Oprah's powerful October 13th show focused on California's Prop 2 coming up for a vote Nov.4th. Both proponents and those opposed to the initiative were well represented. Video clips were shown from a variety of sources, even some undercover footage taken in a veal barn. The farmers who oppose Prop 2 insist that they will be ruined, forced to give up the business of raising animals for food. They happily gave tours of their modern 'farms', unabashedly presented hundreds of enormous sows living their lives out in gestation crates so confining that they cannot ever turn around, or hens crammed into cages suspended in barns, their feet, wings and beaks in constant danger of becoming entangled in the wire of the cages....presented this as the most modern humane way...this way they're free from food competition, aggression from the other animals and can be administered shots and have their health managed much more individually....all in the name of better animal health and food safety, they say. Other farmers, who use more "humane" methods, also happily gave tours of their farms, insisting that more sunlight, space ,natural food and opportunities to stretch wings and root in the dirt is not only better for the animals and the taste of their flesh, but also for the farmer's bottom line. HSUS's Wayne Pacelle spoke eloquently and patiently for the animals who have no voice in all of this debate over their bodies and lives.
Michael Pollan wrote a fantastic 8,000 word letter to the incoming president addressing changes that need to be made in how we grow and eat our food in the October 12th issue of the NYTimes magazine. Very worth reading.
And this week's NYTimes Magazine has an article about Wayne Pacelle, titled, The Barnyard Strategist, and how he's shaped the HSUS in the last four years into a very powerful politically savvy voice for farmed animals as well as advocates for cats and dogs.
Daily reminders of food prices going up , due in part, to feeding 70% of US grain to farmed animals and to quote Pollan's letter to the president, "...40% of the world's grain output today is fed to animals; 11 percent is fed to cars and trucks, in the form of biofuels."

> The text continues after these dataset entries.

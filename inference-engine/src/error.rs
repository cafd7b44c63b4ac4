//! # Error Taxonomy
//!
//! A closed set of error kinds spanning admission, routing, provider,
//! pipeline, and runtime failures. Every variant carries whether it is
//! retryable so the dispatcher (C8) and the circuit breaker (C3) can
//! classify outcomes without guessing from error text.
//!
//! [`ProviderError`] is the narrower error surface a [`crate::providers::Provider`]
//! implementation returns; it converts into [`EngineError`] at the
//! dispatcher boundary. [`EngineError::retryable`] is the single
//! source of truth consulted everywhere else in the crate.

use thiserror::Error;

/// Errors a provider implementation can return from `infer`/`infer_stream`/`health`.
#[derive(Error, Debug)]
pub enum ProviderError {
    #[error("HTTP error: {0}")]
    Http(#[from] reqwest::Error),

    #[error("API error: {code} - {message}")]
    Api { code: u16, message: String },

    #[error("invalid API key")]
    InvalidApiKey,

    #[error("model not found: {model}")]
    ModelNotFound { model: String },

    #[error("provider rate limit exceeded")]
    RateLimit,

    #[error("provider quota exceeded")]
    QuotaExceeded,

    #[error("provider service unavailable")]
    ServiceUnavailable,

    #[error("provider timeout")]
    Timeout,

    #[error("serialization error: {0}")]
    Serialization(#[from] serde_json::Error),

    #[error("invalid response format")]
    InvalidResponse,

    #[error("provider configuration error: {message}")]
    Configuration { message: String },

    #[error("content policy violation: {message}")]
    ContentPolicy { message: String },

    #[error("provider initialization failed: {message}")]
    InitializationFailed { message: String },
}

impl ProviderError {
    /// Whether this outcome should count toward the circuit breaker's
    /// failure threshold and drive a retry/failover attempt, per the
    /// classification in the error handling design.
    pub fn retryable(&self) -> bool {
        matches!(
            self,
            ProviderError::Http(_)
                | ProviderError::ServiceUnavailable
                | ProviderError::Timeout
                | ProviderError::RateLimit
        )
    }
}

/// The engine-wide error taxonomy. One variant family per category in
/// the error handling design; every leaf knows its own retryability.
#[derive(Error, Debug)]
pub enum EngineError {
    // --- Admission errors ---
    #[error("missing tenant header")]
    AuthMissingTenant,
    #[error("invalid authentication: {message}")]
    AuthInvalid { message: String },
    #[error("quota exceeded for tenant {tenant_id}")]
    QuotaExceeded { tenant_id: String },
    #[error("rate limited, retry after {retry_after_ms}ms")]
    RateLimited { retry_after_ms: u64 },
    #[error("concurrency limit exceeded for tenant {tenant_id}")]
    ConcurrencyExceeded { tenant_id: String },

    // --- Routing errors ---
    #[error("no provider available for model {model}")]
    NoProviderAvailable { model: String },
    #[error("model not found: {model}")]
    ModelNotFound { model: String },
    #[error("capability mismatch: {message}")]
    CapabilityMismatch { message: String },

    // --- Provider errors ---
    #[error("provider unavailable: {0}")]
    ProviderUnavailable(#[source] ProviderError),
    #[error("provider timeout: {0}")]
    ProviderTimeout(#[source] ProviderError),
    #[error("provider auth failed: {0}")]
    ProviderAuthFailed(#[source] ProviderError),
    #[error("provider rate limited: {0}")]
    ProviderRateLimited(#[source] ProviderError),
    #[error("provider init failed: {0}")]
    ProviderInitFailed(#[source] ProviderError),
    #[error("circuit open for provider {provider_id}")]
    CircuitOpen { provider_id: String },

    // --- Pipeline errors ---
    #[error("plugin {plugin_id} failed: {message}")]
    PluginFailed { plugin_id: String, message: String },
    #[error("content policy blocked: {message}")]
    ContentPolicyBlocked { message: String },

    // --- Runtime errors ---
    #[error("inference failed: {message}")]
    InferenceFailed { message: String },
    #[error("invalid request: {message}")]
    BadRequest { message: String },
    #[error("resource exhausted, retry after {retry_after_ms}ms")]
    ResourceExhausted { retry_after_ms: u64 },
    #[error("internal error: {message}")]
    Internal { message: String },

    // --- Cancellation ---
    #[error("request cancelled")]
    Cancelled,

    // --- Aggregate ---
    #[error("all providers failed; last error: {source}")]
    AllProvidersFailed { source: Box<EngineError> },
}

impl EngineError {
    /// The closed taxonomy code, used in the uniform error payload.
    pub fn code(&self) -> &'static str {
        match self {
            EngineError::AuthMissingTenant => "AUTH_MISSING_TENANT",
            EngineError::AuthInvalid { .. } => "AUTH_INVALID",
            EngineError::QuotaExceeded { .. } => "QUOTA_EXCEEDED",
            EngineError::RateLimited { .. } => "RATE_LIMITED",
            EngineError::ConcurrencyExceeded { .. } => "CONCURRENCY_EXCEEDED",
            EngineError::NoProviderAvailable { .. } => "NO_PROVIDER_AVAILABLE",
            EngineError::ModelNotFound { .. } => "MODEL_NOT_FOUND",
            EngineError::CapabilityMismatch { .. } => "CAPABILITY_MISMATCH",
            EngineError::ProviderUnavailable(_) => "PROVIDER_UNAVAILABLE",
            EngineError::ProviderTimeout(_) => "PROVIDER_TIMEOUT",
            EngineError::ProviderAuthFailed(_) => "PROVIDER_AUTH_FAILED",
            EngineError::ProviderRateLimited(_) => "PROVIDER_RATE_LIMITED",
            EngineError::ProviderInitFailed(_) => "PROVIDER_INIT_FAILED",
            EngineError::CircuitOpen { .. } => "CIRCUIT_OPEN",
            EngineError::PluginFailed { .. } => "PLUGIN_FAILED",
            EngineError::ContentPolicyBlocked { .. } => "CONTENT_POLICY_BLOCKED",
            EngineError::InferenceFailed { .. } => "INFERENCE_FAILED",
            EngineError::BadRequest { .. } => "BAD_REQUEST",
            EngineError::ResourceExhausted { .. } => "RESOURCE_EXHAUSTED",
            EngineError::Internal { .. } => "INTERNAL_ERROR",
            EngineError::Cancelled => "CANCELLED",
            EngineError::AllProvidersFailed { .. } => "ALL_PROVIDERS_FAILED",
        }
    }

    /// Whether a caller may usefully retry the same request. Mirrors
    /// the admission/routing/provider/pipeline/runtime classification;
    /// `RATE_LIMITED` and the retryable provider kinds are the only
    /// admission/provider-level errors a caller should retry.
    pub fn retryable(&self) -> bool {
        match self {
            EngineError::RateLimited { .. } => true,
            EngineError::ProviderUnavailable(_)
            | EngineError::ProviderTimeout(_)
            | EngineError::ProviderRateLimited(_)
            | EngineError::CircuitOpen { .. }
            | EngineError::ResourceExhausted { .. } => true,
            _ => false,
        }
    }

    /// Builds the correctly-classified `EngineError` variant for a raw
    /// provider error, used by the dispatcher when wrapping an
    /// `infer`/`infer_stream` failure.
    pub fn from_provider_error(err: ProviderError) -> Self {
        match err {
            ProviderError::InvalidApiKey | ProviderError::ContentPolicy { .. } => {
                EngineError::ProviderAuthFailed(err)
            }
            ProviderError::RateLimit | ProviderError::QuotaExceeded => {
                EngineError::ProviderRateLimited(err)
            }
            ProviderError::Timeout => EngineError::ProviderTimeout(err),
            ProviderError::ServiceUnavailable | ProviderError::Http(_) => {
                EngineError::ProviderUnavailable(err)
            }
            ProviderError::InitializationFailed { .. } => EngineError::ProviderInitFailed(err),
            ProviderError::ModelNotFound { ref model } => {
                EngineError::ModelNotFound { model: model.clone() }
            }
            ProviderError::Serialization(_)
            | ProviderError::InvalidResponse
            | ProviderError::Configuration { .. } => {
                EngineError::InferenceFailed { message: err.to_string() }
            }
        }
    }
}

/// The uniform wire error payload described in the external
/// interfaces design: `{code, type, message, retryable, details?}`.
#[derive(Debug, Clone, serde::Serialize)]
pub struct ErrorPayload {
    pub code: String,
    #[serde(rename = "type")]
    pub kind: &'static str,
    pub message: String,
    pub retryable: bool,
    #[serde(skip_serializing_if = "Option::is_none")]
    pub origin_node: Option<String>,
}

impl From<&EngineError> for ErrorPayload {
    fn from(err: &EngineError) -> Self {
        ErrorPayload {
            code: err.code().to_string(),
            kind: category(err),
            message: err.to_string(),
            retryable: err.retryable(),
            origin_node: None,
        }
    }
}

fn category(err: &EngineError) -> &'static str {
    match err {
        EngineError::AuthMissingTenant
        | EngineError::AuthInvalid { .. }
        | EngineError::QuotaExceeded { .. }
        | EngineError::RateLimited { .. }
        | EngineError::ConcurrencyExceeded { .. } => "admission_error",
        EngineError::NoProviderAvailable { .. }
        | EngineError::ModelNotFound { .. }
        | EngineError::CapabilityMismatch { .. } => "routing_error",
        EngineError::ProviderUnavailable(_)
        | EngineError::ProviderTimeout(_)
        | EngineError::ProviderAuthFailed(_)
        | EngineError::ProviderRateLimited(_)
        | EngineError::ProviderInitFailed(_)
        | EngineError::CircuitOpen { .. } => "provider_error",
        EngineError::PluginFailed { .. } | EngineError::ContentPolicyBlocked { .. } => "pipeline_error",
        EngineError::InferenceFailed { .. }
        | EngineError::BadRequest { .. }
        | EngineError::ResourceExhausted { .. }
        | EngineError::Internal { .. } => "runtime_error",
        EngineError::Cancelled => "cancellation",
        EngineError::AllProvidersFailed { .. } => "provider_error",
    }
}

#[cfg(test)]
mod tests {
    use super::*;

    #[test]
    fn provider_timeout_is_retryable() {
        assert!(ProviderError::Timeout.retryable());
        assert!(!ProviderError::InvalidApiKey.retryable());
    }

    #[test]
    fn engine_error_classification_matches_taxonomy() {
        let e = EngineError::from_provider_error(ProviderError::Timeout);
        assert!(matches!(e, EngineError::ProviderTimeout(_)));
        assert!(e.retryable());
        assert_eq!(e.code(), "PROVIDER_TIMEOUT");

        let e = EngineError::from_provider_error(ProviderError::InvalidApiKey);
        assert!(!e.retryable());
        assert_eq!(e.code(), "PROVIDER_AUTH_FAILED");
    }

    #[test]
    fn error_payload_never_includes_stack_details() {
        let e = EngineError::QuotaExceeded { tenant_id: "t1".into() };
        let payload = ErrorPayload::from(&e);
        assert_eq!(payload.code, "QUOTA_EXCEEDED");
        assert!(payload.retryable == false);
    }
}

Animal agriculture is responsible for 18% of global manmade greenhouse gases. We're bringing the planet down for the luxury of eating cheap animal flesh and their secretions. How is it that people can't connect the dots, now that it's been drawn out for us to so plainly see ?
Even the comic strip, Mutts, written and drawn by Patrick McDonnell brought the animals' plight to the table in the Washington Post for the week of October 12-17th with the animals themselves sweetly pleading people to hear their voices.

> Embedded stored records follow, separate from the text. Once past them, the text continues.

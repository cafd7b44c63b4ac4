//! # Provider Registry (C2)
//!
//! A concurrent directory of live provider instances. The router (C7)
//! and dispatcher (C8) never hold a provider directly; they ask the
//! registry for the current candidate set instead, so a provider can
//! be swapped out (config reload, credential rotation) without
//! disturbing in-flight requests that already hold an `Arc` to the
//! old instance.

use crate::models::InferenceRequest;
use crate::providers::Provider;
use dashmap::DashMap;
use std::sync::Arc;

/// Concurrent `id -> Arc<dyn Provider>` directory.
///
/// Registering under an id that already exists replaces the prior
/// instance and shuts it down; in-flight calls that already cloned the
/// old `Arc` keep running against it until they finish.
pub struct ProviderRegistry {
    providers: DashMap<String, Arc<dyn Provider>>,
}

impl Default for ProviderRegistry {
    fn default() -> Self {
        Self::new()
    }
}

impl ProviderRegistry {
    pub fn new() -> Self {
        Self { providers: DashMap::new() }
    }

    /// Registers `provider`, replacing any prior instance with the same
    /// id and shutting it down. In-flight calls that already cloned the
    /// old `Arc` keep running against it; `shutdown` only runs once this
    /// call's replacement is visible to new lookups.
    pub async fn register(&self, provider: Arc<dyn Provider>) -> Option<Arc<dyn Provider>> {
        let id = provider.id().to_string();
        let replaced = self.providers.insert(id.clone(), provider);
        if let Some(old) = &replaced {
            tracing::info!(provider_id = %id, "provider registration replaced");
            old.shutdown().await;
        } else {
            tracing::info!(provider_id = %id, "provider registered");
        }
        replaced
    }

    pub fn unregister(&self, id: &str) -> Option<Arc<dyn Provider>> {
        self.providers.remove(id).map(|(_, p)| p)
    }

    pub fn lookup(&self, id: &str) -> Option<Arc<dyn Provider>> {
        self.providers.get(id).map(|e| e.value().clone())
    }

    pub fn list(&self) -> Vec<Arc<dyn Provider>> {
        self.providers.iter().map(|e| e.value().clone()).collect()
    }

    pub fn len(&self) -> usize {
        self.providers.len()
    }

    pub fn is_empty(&self) -> bool {
        self.providers.is_empty()
    }

    /// Providers whose static capabilities and `supports()` pre-check
    /// accept `request`. The routing engine (C7) further filters this
    /// set on live state (breaker, health, quota) that the registry
    /// does not track.
    pub fn candidates_for(&self, request: &InferenceRequest) -> Vec<Arc<dyn Provider>> {
        self.providers
            .iter()
            .map(|e| e.value().clone())
            .filter(|p| p.supports(&request.model, request))
            .collect()
    }
}

#[cfg(test)]
mod tests {
    use super::*;
    use crate::error::ProviderError;
    use crate::models::{InferenceResponse, StreamChunk};
    use crate::providers::{ProviderCapabilities, ProviderHealth};
    use async_trait::async_trait;
    use futures::stream::BoxStream;
    use std::sync::atomic::{AtomicUsize, Ordering};

    struct StubProvider {
        id: String,
        caps: ProviderCapabilities,
        shutdown_calls: Arc<AtomicUsize>,
    }

    #[async_trait]
    impl Provider for StubProvider {
        fn id(&self) -> &str {
            &self.id
        }
        fn name(&self) -> &str {
            "stub"
        }
        fn capabilities(&self) -> &ProviderCapabilities {
            &self.caps
        }
        async fn infer(&self, _request: &InferenceRequest) -> Result<InferenceResponse, ProviderError> {
            unimplemented!()
        }
        async fn infer_stream(
            &self,
            _request: &InferenceRequest,
        ) -> Result<BoxStream<'static, Result<StreamChunk, ProviderError>>, ProviderError> {
            unimplemented!()
        }
        async fn health(&self) -> ProviderHealth {
            ProviderHealth::up()
        }
        async fn shutdown(&self) {
            self.shutdown_calls.fetch_add(1, Ordering::SeqCst);
        }
    }

    fn stub(id: &str) -> (Arc<StubProvider>, Arc<AtomicUsize>) {
        let shutdown_calls = Arc::new(AtomicUsize::new(0));
        (
            Arc::new(StubProvider { id: id.to_string(), caps: ProviderCapabilities::default(), shutdown_calls: shutdown_calls.clone() }),
            shutdown_calls,
        )
    }

    #[tokio::test]
    async fn register_then_lookup_round_trips() {
        let registry = ProviderRegistry::new();
        let (provider, _) = stub("p1");
        registry.register(provider).await;
        assert!(registry.lookup("p1").is_some());
        assert_eq!(registry.len(), 1);
    }

    #[tokio::test]
    async fn registering_duplicate_id_replaces_prior_instance_and_shuts_it_down() {
        let registry = ProviderRegistry::new();
        let (first, first_shutdowns) = stub("p1");
        let (second, _) = stub("p1");
        registry.register(first.clone()).await;
        let replaced = registry.register(second.clone()).await;
        assert!(Arc::ptr_eq(&replaced.unwrap(), &(first as Arc<dyn Provider>)));
        assert!(Arc::ptr_eq(&registry.lookup("p1").unwrap(), &(second as Arc<dyn Provider>)));
        assert_eq!(registry.len(), 1);
        assert_eq!(first_shutdowns.load(Ordering::SeqCst), 1);
    }

    #[tokio::test]
    async fn unregister_removes_entry() {
        let registry = ProviderRegistry::new();
        let (provider, _) = stub("p1");
        registry.register(provider).await;
        assert!(registry.unregister("p1").is_some());
        assert!(registry.lookup("p1").is_none());
        assert!(registry.is_empty());
    }

    #[tokio::test]
    async fn candidates_for_filters_by_capability() {
        let registry = ProviderRegistry::new();
        let (mut provider, _) = stub("p1");
        Arc::get_mut(&mut provider).unwrap().caps.supported_models.insert("gpt-4".into());
        registry.register(provider).await;

        let mut request = InferenceRequest::new("tenant-a", "gpt-4", vec![]);
        assert_eq!(registry.candidates_for(&request).len(), 1);

        request.model = "claude-3".into();
        assert_eq!(registry.candidates_for(&request).len(), 0);
    }
}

So. I should be happy that all of this is hitting mainstream America. Right ? I am, to some degree. What I'm not seeing, feeling, is the outrage that I had hoped people would feel when they see what a horrific, filthy , polluting, cruel scam the whole animal agribiz is. It is still business as usual. Pollan weakly promotes eating less meat , but mentions grass-fed beef as the answer so often I wonder if he's got a stake ( no pun intended, seriously ! ) in it. But it's not just "meat"....it's dairy, it's eggs.......it's the animals !!!!!!!

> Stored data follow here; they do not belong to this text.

//! # Routing Engine (C7)
//!
//! Turns a `RoutingContext` into an ordered list of provider
//! candidates the dispatcher (C8) attempts head-to-tail. Filtering
//! (capability, exclusions, breaker state, health, quota) always runs
//! first; scoring only ranks what survives the filter.

use crate::error::EngineError;
use crate::models::InferenceRequest;
use crate::providers::{HealthStatus, Provider};
use crate::registry::ProviderRegistry;
use crate::circuit_breaker::{CircuitBreaker, CircuitState};
use dashmap::DashMap;
use serde::{Deserialize, Serialize};
use std::collections::HashSet;
use std::sync::atomic::{AtomicUsize, Ordering};
use std::sync::Arc;

#[derive(Debug, Clone, Copy, PartialEq, Serialize, Deserialize)]
#[serde(rename_all = "snake_case")]
pub enum RoutingStrategy {
    UserSelected,
    LeastLatency,
    Cheapest,
    RoundRobin,
    Priority,
}

/// Per-request routing input. Filtering state (exclusions) is
/// threaded through via [`Self::exclude_provider`], which returns a
/// new context rather than mutating in place — each dispatcher retry
/// attempt owns its own exclusion set.
#[derive(Debug, Clone, Default)]
pub struct RoutingContext {
    pub excluded_providers: HashSet<String>,
    pub quota_exhausted_providers: HashSet<String>,
    pub device_hint: Option<String>,
    pub cost_sensitive: bool,
    pub tenant_default_strategy: Option<RoutingStrategy>,
}

impl RoutingContext {
    pub fn exclude_provider(&self, provider_id: &str) -> Self {
        let mut next = self.clone();
        next.excluded_providers.insert(provider_id.to_string());
        next
    }
}

#[derive(Clone)]
pub struct ProviderCandidate {
    pub provider_id: String,
    pub provider: Arc<dyn Provider>,
    pub score: f64,
    pub estimated_latency_ms: f64,
    pub estimated_cost: f64,
    pub priority: i32,
}

/// Tracks provider health independently of the registry, since health
/// is live state refreshed by a background prober rather than part of
/// the static catalog.
#[derive(Default)]
pub struct HealthTracker {
    status: DashMap<String, HealthStatus>,
}

impl HealthTracker {
    pub fn set(&self, provider_id: &str, status: HealthStatus) {
        self.status.insert(provider_id.to_string(), status);
    }

    /// Unknown (never probed) providers are treated as admissible;
    /// only a confirmed `Down` excludes a candidate.
    pub fn is_down(&self, provider_id: &str) -> bool {
        matches!(self.status.get(provider_id).map(|e| *e), Some(HealthStatus::Down))
    }
}

/// Supplies the p95 latency samples the `LeastLatency` strategy and
/// the routing tie-break consult. Implemented by the metrics layer
/// (C9); a zero-filled stub is fine before any samples exist.
pub trait LatencyOracle: Send + Sync {
    fn p95_latency_ms(&self, provider_id: &str) -> f64;
}

pub struct NoSamplesLatencyOracle;

impl LatencyOracle for NoSamplesLatencyOracle {
    fn p95_latency_ms(&self, _provider_id: &str) -> f64 {
        0.0
    }
}

pub struct Router {
    registry: Arc<ProviderRegistry>,
    breakers: Arc<DashMap<String, Arc<CircuitBreaker>>>,
    round_robin_cursor: AtomicUsize,
}

impl Router {
    pub fn new(registry: Arc<ProviderRegistry>, breakers: Arc<DashMap<String, Arc<CircuitBreaker>>>) -> Self {
        Self { registry, breakers, round_robin_cursor: AtomicUsize::new(0) }
    }

    fn effective_strategy(&self, request: &InferenceRequest, context: &RoutingContext) -> RoutingStrategy {
        if context.cost_sensitive {
            return RoutingStrategy::Cheapest;
        }
        if let Some(strategy) = request.routing.strategy {
            return strategy;
        }
        context.tenant_default_strategy.unwrap_or(RoutingStrategy::LeastLatency)
    }

    /// Filters then scores candidates for `request`, returning them in
    /// dispatch order (best first).
    pub async fn select(
        &self,
        request: &InferenceRequest,
        context: &RoutingContext,
        health: &HealthTracker,
        latency: &dyn LatencyOracle,
    ) -> Result<Vec<ProviderCandidate>, EngineError> {
        let mut filtered = Vec::new();
        for provider in self.registry.candidates_for(request) {
            let id = provider.id().to_string();
            if context.excluded_providers.contains(&id) || context.quota_exhausted_providers.contains(&id) {
                continue;
            }
            if health.is_down(&id) {
                continue;
            }
            if let Some(device) = &context.device_hint {
                if !provider.capabilities().supports_device(device) {
                    continue;
                }
            }
            if let Some(breaker) = self.breakers.get(&id) {
                if breaker.state().await == CircuitState::Open {
                    continue;
                }
            }
            filtered.push(provider);
        }

        let strategy = self.effective_strategy(request, context);

        if let RoutingStrategy::UserSelected = strategy {
            let preferred = request
                .routing
                .preferred_provider
                .as_deref()
                .ok_or_else(|| EngineError::NoProviderAvailable { model: request.model.clone() })?;
            let chosen = filtered
                .into_iter()
                .find(|p| p.id() == preferred)
                .ok_or_else(|| EngineError::NoProviderAvailable { model: request.model.clone() })?;
            return Ok(vec![self.candidate(chosen, 0.0, latency)]);
        }

        if filtered.is_empty() {
            return Err(EngineError::NoProviderAvailable { model: request.model.clone() });
        }

        let mut candidates: Vec<ProviderCandidate> = match strategy {
            RoutingStrategy::LeastLatency => {
                filtered.into_iter().map(|p| { let score = -latency.p95_latency_ms(p.id()); self.candidate(p, score, latency) }).collect()
            }
            RoutingStrategy::Cheapest | RoutingStrategy::Priority => {
                filtered.into_iter().map(|p| self.candidate(p, 0.0, latency)).collect()
            }
            RoutingStrategy::RoundRobin => {
                let cursor = self.round_robin_cursor.fetch_add(1, Ordering::SeqCst);
                let len = filtered.len();
                filtered
                    .into_iter()
                    .enumerate()
                    .map(|(i, p)| {
                        let position = (i + len - (cursor % len)) % len;
                        self.candidate(p, -(position as f64), latency)
                    })
                    .collect()
            }
            RoutingStrategy::UserSelected => unreachable!(),
        };

        // Score already encodes the strategy's primary ordering, except
        // for cost/priority which need their own field populated above.
        for c in candidates.iter_mut() {
            match strategy {
                RoutingStrategy::Cheapest => c.score = -c.estimated_cost,
                RoutingStrategy::Priority => c.score = c.priority as f64,
                _ => {}
            }
        }

        candidates.sort_by(|a, b| {
            b.score
                .partial_cmp(&a.score)
                .unwrap_or(std::cmp::Ordering::Equal)
                .then_with(|| b.priority.cmp(&a.priority))
                .then_with(|| a.estimated_latency_ms.partial_cmp(&b.estimated_latency_ms).unwrap_or(std::cmp::Ordering::Equal))
                .then_with(|| a.provider_id.cmp(&b.provider_id))
        });

        Ok(candidates)
    }

    fn candidate(&self, provider: Arc<dyn Provider>, score: f64, latency: &dyn LatencyOracle) -> ProviderCandidate {
        let id = provider.id().to_string();
        let estimated_latency_ms = latency.p95_latency_ms(&id);
        let caps = provider.capabilities();
        let estimated_cost = caps.cost_per_1k_tokens;
        let priority = caps.priority;
        ProviderCandidate { provider_id: id, provider, score, estimated_latency_ms, estimated_cost, priority }
    }
}

#[cfg(test)]
mod tests {
    use super::*;
    use crate::error::ProviderError;
    use crate::models::{InferenceResponse, StreamChunk};
    use crate::providers::{ProviderCapabilities, ProviderHealth};
    use async_trait::async_trait;
    use futures::stream::BoxStream;

    struct StubProvider {
        id: String,
        caps: ProviderCapabilities,
    }

    #[async_trait]
    impl Provider for StubProvider {
        fn id(&self) -> &str {
            &self.id
        }
        fn name(&self) -> &str {
            "stub"
        }
        fn capabilities(&self) -> &ProviderCapabilities {
            &self.caps
        }
        async fn infer(&self, _request: &InferenceRequest) -> Result<InferenceResponse, ProviderError> {
            unimplemented!()
        }
        async fn infer_stream(
            &self,
            _request: &InferenceRequest,
        ) -> Result<BoxStream<'static, Result<StreamChunk, ProviderError>>, ProviderError> {
            unimplemented!()
        }
        async fn health(&self) -> ProviderHealth {
            ProviderHealth::up()
        }
    }

    async fn router_with(ids: &[&str]) -> Router {
        let registry = Arc::new(ProviderRegistry::new());
        for id in ids {
            registry.register(Arc::new(StubProvider { id: id.to_string(), caps: ProviderCapabilities::default() })).await;
        }
        Router::new(registry, Arc::new(DashMap::new()))
    }

    async fn router_with_caps(entries: &[(&str, ProviderCapabilities)]) -> Router {
        let registry = Arc::new(ProviderRegistry::new());
        for (id, caps) in entries {
            registry.register(Arc::new(StubProvider { id: id.to_string(), caps: caps.clone() })).await;
        }
        Router::new(registry, Arc::new(DashMap::new()))
    }

    #[tokio::test]
    async fn no_candidates_yields_no_provider_available() {
        let router = router_with(&[]).await;
        let request = InferenceRequest::new("t1", "gpt-4", vec![]);
        let err = router
            .select(&request, &RoutingContext::default(), &HealthTracker::default(), &NoSamplesLatencyOracle)
            .await
            .unwrap_err();
        assert!(matches!(err, EngineError::NoProviderAvailable { .. }));
    }

    #[tokio::test]
    async fn excluded_providers_are_filtered_out() {
        let router = router_with(&["p1", "p2"]).await;
        let request = InferenceRequest::new("t1", "gpt-4", vec![]);
        let context = RoutingContext::default().exclude_provider("p1");
        let candidates = router.select(&request, &context, &HealthTracker::default(), &NoSamplesLatencyOracle).await.unwrap();
        assert_eq!(candidates.len(), 1);
        assert_eq!(candidates[0].provider_id, "p2");
    }

    #[tokio::test]
    async fn down_health_excludes_candidate() {
        let router = router_with(&["p1", "p2"]).await;
        let health = HealthTracker::default();
        health.set("p1", HealthStatus::Down);
        let request = InferenceRequest::new("t1", "gpt-4", vec![]);
        let candidates = router.select(&request, &RoutingContext::default(), &health, &NoSamplesLatencyOracle).await.unwrap();
        assert_eq!(candidates.len(), 1);
        assert_eq!(candidates[0].provider_id, "p2");
    }

    #[tokio::test]
    async fn tie_break_is_deterministic_by_id() {
        let router = router_with(&["zeta", "alpha"]).await;
        let request = InferenceRequest::new("t1", "gpt-4", vec![]);
        let candidates = router.select(&request, &RoutingContext::default(), &HealthTracker::default(), &NoSamplesLatencyOracle).await.unwrap();
        assert_eq!(candidates[0].provider_id, "alpha");
    }

    #[tokio::test]
    async fn cheapest_strategy_orders_by_configured_cost() {
        let cheap = ProviderCapabilities { cost_per_1k_tokens: 0.001, ..Default::default() };
        let expensive = ProviderCapabilities { cost_per_1k_tokens: 0.05, ..Default::default() };
        let router = router_with_caps(&[("expensive", expensive), ("cheap", cheap)]).await;
        let mut request = InferenceRequest::new("t1", "gpt-4", vec![]);
        request.routing.strategy = Some(RoutingStrategy::Cheapest);
        let candidates = router.select(&request, &RoutingContext::default(), &HealthTracker::default(), &NoSamplesLatencyOracle).await.unwrap();
        assert_eq!(candidates[0].provider_id, "cheap");
    }

    #[tokio::test]
    async fn priority_strategy_orders_by_configured_priority() {
        let low = ProviderCapabilities { priority: 1, ..Default::default() };
        let high = ProviderCapabilities { priority: 10, ..Default::default() };
        let router = router_with_caps(&[("low", low), ("high", high)]).await;
        let mut request = InferenceRequest::new("t1", "gpt-4", vec![]);
        request.routing.strategy = Some(RoutingStrategy::Priority);
        let candidates = router.select(&request, &RoutingContext::default(), &HealthTracker::default(), &NoSamplesLatencyOracle).await.unwrap();
        assert_eq!(candidates[0].provider_id, "high");
    }
}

I keep hoping Pollan will come to his senses and go vegan. What a force he could be. I do really love his idea of a White House Organic garden on the South Lawn....what a wonderful example.
So. Yes. Word is getting out. But with the constant election buzz on and the economic meltdown in mid-ooze, I think the message that industrial animal agriculture is bad, bad, bad, just becomes background noise. Too bad it can't sell air time for the networks like the silly doings of celebrities and/or the presidential and vice presidential candidate's mudslinging. Sigh.
Well, as my husband says, Continue To March...!
One more thing.... You would think that the alternative to breeding, feeding, applying antibiotics and growth hormones; disposing of all the waste of the animals and dealing with the attendant water, air, and land pollution; and finally slaughtering, processing, shipping and storing ( all very energy intensive ) of the body parts and by-products was something so repulsive and difficult as to be a non-starter. Tofu ? Plant milks ? Nuts, grains, fruits, vegetables...such simple, easy and incredibly tasty ways to feed ourselves without bringing down the planet. It feels so good to be vegan, but so sad to take this all in.